Sabe o que é pior que uma comunicação vaga? Esperar que alguma conexão real venha através dela.
- Jesss Godoy

- 25 de mar.
- 2 min de leitura
Toda vez que um trabalho é comunicado de forma vaga e genérica, ele perde a chance de gerar conexão.
Isso acontece porque a pessoa do outro lado até percebe que existe uma intenção boa por trás, mas não consegue visualizar como isso se aplica à vida dela. Sem essa imagem concreta, a mensagem não situa, não diferencia e não cria entendimento real.
Quer ver um exemplo prático? Vamos pensar no cuidado integrativo, que é um eixo central de muitos trabalhos onde a experiência da pessoa com o processo importa tanto quanto o resultado final.
Se alguém te diz:
“Meu trabalho nasce do cuidado integrativo. Por isso, cada parte da sua experiência é pensada de forma intencional.”
Você consegue identificar qual assunto está sendo comunicado? Consegue entender que experiência é essa? Pois é, vago demais. O conceito do cuidado integrativo apareceu como ideia, mas não entrou em cena, e você perdeu a oportunidade de se conectar.
Perceba como isso muda completamente quando a mesma ideia conversa com a prática em diferentes contextos profissionais:
Contexto: Artista que oferece oficinas criativas
“Meu trabalho nasce do cuidado integrativo porque o seu processo artístico não existe separado da vida, das emoções, nem do espaço em que ele acontece.
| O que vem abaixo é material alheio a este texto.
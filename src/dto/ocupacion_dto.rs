use serde::Deserialize;
use validator::Validate;

use crate::utils::validation::validate_patente;

/// Request de entrada de un auto a un estacionamiento
#[derive(Debug, Deserialize, Validate)]
pub struct EntradaRequest {
    #[validate(custom = "validate_patente")]
    pub patente: String,
    #[validate(range(min = 1))]
    pub numero: i32,
    /// Sucursal del estacionamiento; sin ella se busca solo por número
    #[serde(default)]
    pub sucursal_id: Option<i64>,
}

/// Request de salida de un auto
#[derive(Debug, Deserialize, Validate)]
pub struct SalidaRequest {
    #[validate(custom = "validate_patente")]
    pub patente: String,
}
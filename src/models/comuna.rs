//! Modelo de Comuna

use serde::{Deserialize, Serialize};
use sqlx::FromRow;
use validator::Validate;

use super::Entidad;

/// Comuna - pertenece a exactamente una región
#[derive(Debug, Clone, PartialEq, Serialize, Deserialize, FromRow, Validate)]
pub struct Comuna {
    #[serde(default)]
    pub id: i64,
    #[validate(range(min = 1))]
    pub codigo: i64,
    #[validate(length(min = 1, max = 100))]
    pub nombre: String,
    pub region_id: i64,
}

impl Entidad for Comuna {
    const RECURSO: &'static str = "Comuna";

    fn id(&self) -> i64 {
        self.id
    }

    fn set_id(&mut self, id: i64) {
        self.id = id;
    }
}

#[derive(Debug, Clone, Default, Deserialize, Validate)]
pub struct PatchComuna {
    #[validate(range(min = 1))]
    pub codigo: Option<i64>,
    #[validate(length(min = 1, max = 100))]
    pub nombre: Option<String>,
    pub region_id: Option<i64>,
}

impl PatchComuna {
    pub fn apply_to(self, comuna: &mut Comuna) {
        if let Some(codigo) = self.codigo {
            comuna.codigo = codigo;
        }
        if let Some(nombre) = self.nombre {
            comuna.nombre = nombre;
        }
        if let Some(region_id) = self.region_id {
            comuna.region_id = region_id;
        }
    }
}
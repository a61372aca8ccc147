//! Modelo de Usuario
//!
//! La contraseña se guarda como hash bcrypt y nunca se serializa en las respuestas.

use serde::{Deserialize, Serialize};
use sqlx::FromRow;
use validator::Validate;

use super::Entidad;
use crate::utils::validation::validate_run;

/// Usuario - dueño de autos; `correo` y `run` son únicos
#[derive(Debug, Clone, PartialEq, Serialize, Deserialize, FromRow, Validate)]
pub struct Usuario {
    #[serde(default)]
    pub id: i64,
    #[validate(custom = "validate_run")]
    pub run: String,
    #[validate(length(min = 2, max = 150))]
    pub nombre_completo: String,
    #[validate(email)]
    pub correo: String,
    #[serde(skip_serializing, default)]
    #[validate(length(min = 6, max = 100))]
    pub password: String,
}

impl Entidad for Usuario {
    const RECURSO: &'static str = "Usuario";

    fn id(&self) -> i64 {
        self.id
    }

    fn set_id(&mut self, id: i64) {
        self.id = id;
    }
}

#[derive(Debug, Clone, Default, Deserialize, Validate)]
pub struct PatchUsuario {
    #[validate(custom = "validate_run")]
    pub run: Option<String>,
    #[validate(length(min = 2, max = 150))]
    pub nombre_completo: Option<String>,
    #[validate(email)]
    pub correo: Option<String>,
    #[validate(length(min = 6, max = 100))]
    pub password: Option<String>,
}

impl PatchUsuario {
    /// Aplica los campos presentes. La contraseña se aplica tal cual: el
    /// servicio la reemplaza por su hash antes de llamar a este método.
    pub fn apply_to(self, usuario: &mut Usuario) {
        if let Some(run) = self.run {
            usuario.run = run;
        }
        if let Some(nombre_completo) = self.nombre_completo {
            usuario.nombre_completo = nombre_completo;
        }
        if let Some(correo) = self.correo {
            usuario.correo = correo;
        }
        if let Some(password) = self.password {
            usuario.password = password;
        }
    }
}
Por isso, cada parte da sua experiência de criação é pensada de forma acolhedora e integrada.”
Contexto: Esteticista que oferece cuidados para a pele
“Meu trabalho nasce do cuidado integrativo porque a sua pele não é um órgão isolado. Ela faz parte de um corpo físico, energético e emocional que se relaciona com o ambiente e com a vida como um todo. Por isso, cada parte da sua experiência de atendimento é pensada de forma acolhedora e integrada.”
Contexto: Alienígena que oferece abduções turísticas
“Meu trabalho nasce do cuidado integrativo porque a viagem interestelar não é um passeio só do seu corpo físico. Ela movimenta sua percepção, sua memória e a forma como você existe no universo. Por isso, cada parte da sua experiência de abdução é pensada de forma acolhedora e integrada.”
Percebe a diferença?
A primeira maneira de apresentar o trabalho serve pra tudo e, justamente por isso, não diferencia um processo artístico de um cuidado estético ou de uma abdução alienígena. Já a segunda se encaixa tão bem no seu próprio contexto que nem faria sentido fora dele. Ou seja: situa, diferencia e conecta. A pessoa do outro lado entende o contexto profissional, o que significa cuidado integrativo nesse contexto e a qual é a experiência concreta que está sendo oferecida.
E então, hoje a comunicação do seu trabalho explica o que você faz ou ainda obriga a pessoa a adivinhar?